EOS Huobi Collusion Rumors Spread More Controversy
EOS has a pretty bad reputation for software glitches, but the rumor of cartels and collusion keep popping up.
According to TrustNodes, a spreadsheet has been leaked, allegedly authored by Shi Feifei, a Huobi employee. Titled “Huobi Pool Node Account Data 20180911,” the document details mutual voting and sharing of proceeds from producing blocks in EOS.
Worse yet for the credibility of EOS, ownership in EOS is highly concentrated, with just 10 addresses holding some 50% of all tokens.
The ones claiming to be decentralized platforms often are the worst offenders in governance models, security and honesty.
What can we Learn from EOS?
It’s dangerous to raise $4 Billion in an ICO and EOS might have single-handedly ruined the future of ICOs for us all.
There are only 21 super node bps that verify blocks in EOS’s delegated proof-of-stake (dPoS) consensus system. The question for me is how could voter collusion not be taking place? How could cartels not form in such an ecosystem? Block.one has never appeared like a credible company to me. A public twitter poll on whether EOS is a security that appeared on Twitter in June, 2018, shows most believe EOS is a security.
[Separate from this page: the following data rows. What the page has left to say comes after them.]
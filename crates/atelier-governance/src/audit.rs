use atelier_core::NewAuditEntry;
use atelier_store::Db;
use tracing::{info, warn};

/// Fire-and-forget audit persistence.
///
/// Write failures are logged and swallowed so an audit-store problem can
/// never block the action being audited.
#[derive(Clone)]
pub struct AuditRecorder {
    db: Db,
}

impl AuditRecorder {
    /// Wrap a store handle.
    pub fn new(db: Db) -> Self {
        Self { db }
    }

    /// Record one governed decision.
    pub fn record(&self, entry: NewAuditEntry) {
        info!(
            agent = %entry.agent_name,
            action = %entry.action,
            target = %entry.target,
            decision = entry.decision.as_str(),
            "audit"
        );
        if let Err(e) = self.db.insert_audit(&entry) {
            warn!(error = %e, action = %entry.action, "Audit write failed; entry dropped");
        }
    }
}

#[cfg(test)]
mod tests {
    use super::*;
    use atelier_core::AuditDecision;

    #[test]
    fn test_record_persists() {
        let db = Db::open_in_memory().unwrap();
        let recorder = AuditRecorder::new(db.clone());
        recorder.record(NewAuditEntry::new(
            "executor",
            "write_file",
            "src/a.rs",
            AuditDecision::Executed,
            "approved staging",
        ));
        assert_eq!(db.recent_audit_entries(10).unwrap().len(), 1);
    }

    #[test]
    fn test_record_swallows_store_failure() {
        let db = Db::open_in_memory().unwrap();
        let recorder = AuditRecorder::new(db.clone());
        db.break_table("audit_log").unwrap();
        // Must not panic or error.
        recorder.record(NewAuditEntry::new(
            "executor",
            "write_file",
            "src/a.rs",
            AuditDecision::Executed,
            "approved staging",
        ));
    }
}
EOS basically leveraged values of decentralization to raise funds when crypto investors were at their most vulnerable and feverish in the crypto singularity, when Bitcoin’s price saw huge gains. Now there’s more evidence of voting collusion (what amounts to fraud), and I wonder why the SEC doesn’t get involved.
Era of “Decentralization Pretenders”
If you pretend to be pioneers of decentralization and have in EOS what appears to be a very centralized blockchain having just 21 validators, that’s not just dangerous, it’s downright farcical. Dan Larimer has clearly failed again to establish a voting mechanism that makes sense. It doesn’t matter how many years you’ve been in blockchain; it matters what you actually stand for.
EOS reminds us why crypto bans took place on social platforms, where some are claiming EOS is just a clone of Bitshares, with the project now collapsing into a centralized colluding cartel in which massive fraud might be taking place. The funds of investors could be seized and dApps could be frozen. We just don’t know.
Huobi Allegations of Collusion
There’s a very strong likelihood EOS block producers:
- Are colluding
- Receiving payoffs
- Mutually voting
The Token holder Maple Leaf Capital (@MapleLeafCap) alleges so. This tweet caused a storm of reactions in late September, 2018, on twitter.
According to MapleLeafCap, the excel file reveals the “collusion, mutual voting, and pay-offs” that take place between Chinese block producers (BP). Chinese investors may be hacking attempts at public blockchain ecosystems. In spite of a cryptocurrency ban in China, Asian wealth fuels crypto like never before.
As it turns out, four senior executives recently resigned from Block.one — the EOS parent company: namely David Moss, Thomas Cox, Brian Abramson and Correy J. Lederer. In some ways the EOS project makes the crypto movement look like a crypto heist and gives new meaning to some of the shadier aspects of these communities and models.
If you are able to raise $4 billion without a product and have your HQ located in the Cayman Islands, it’s probably not a good sign. The “product” has been full of software bugs, instances of fraud and serious governance anomalies and red flags.
This is not what decentralization looks like, folks. When 12 of the total 21 crypto platform’s BPs are located in China you have to wonder at the possible “integrity” breaches of the system.
Many are saying even if collusion exists in EOS, it doesn’t matter. Blockchain was supposed to enable new levels of trust. If this allegation is true, EOS must be labelled a failure and a fraud or worse.
Blockchain governance really matters. EOS’s on-going controversy with it and its software bugs shows it’s liable to land in hot water with the U.S. SEC in the long run.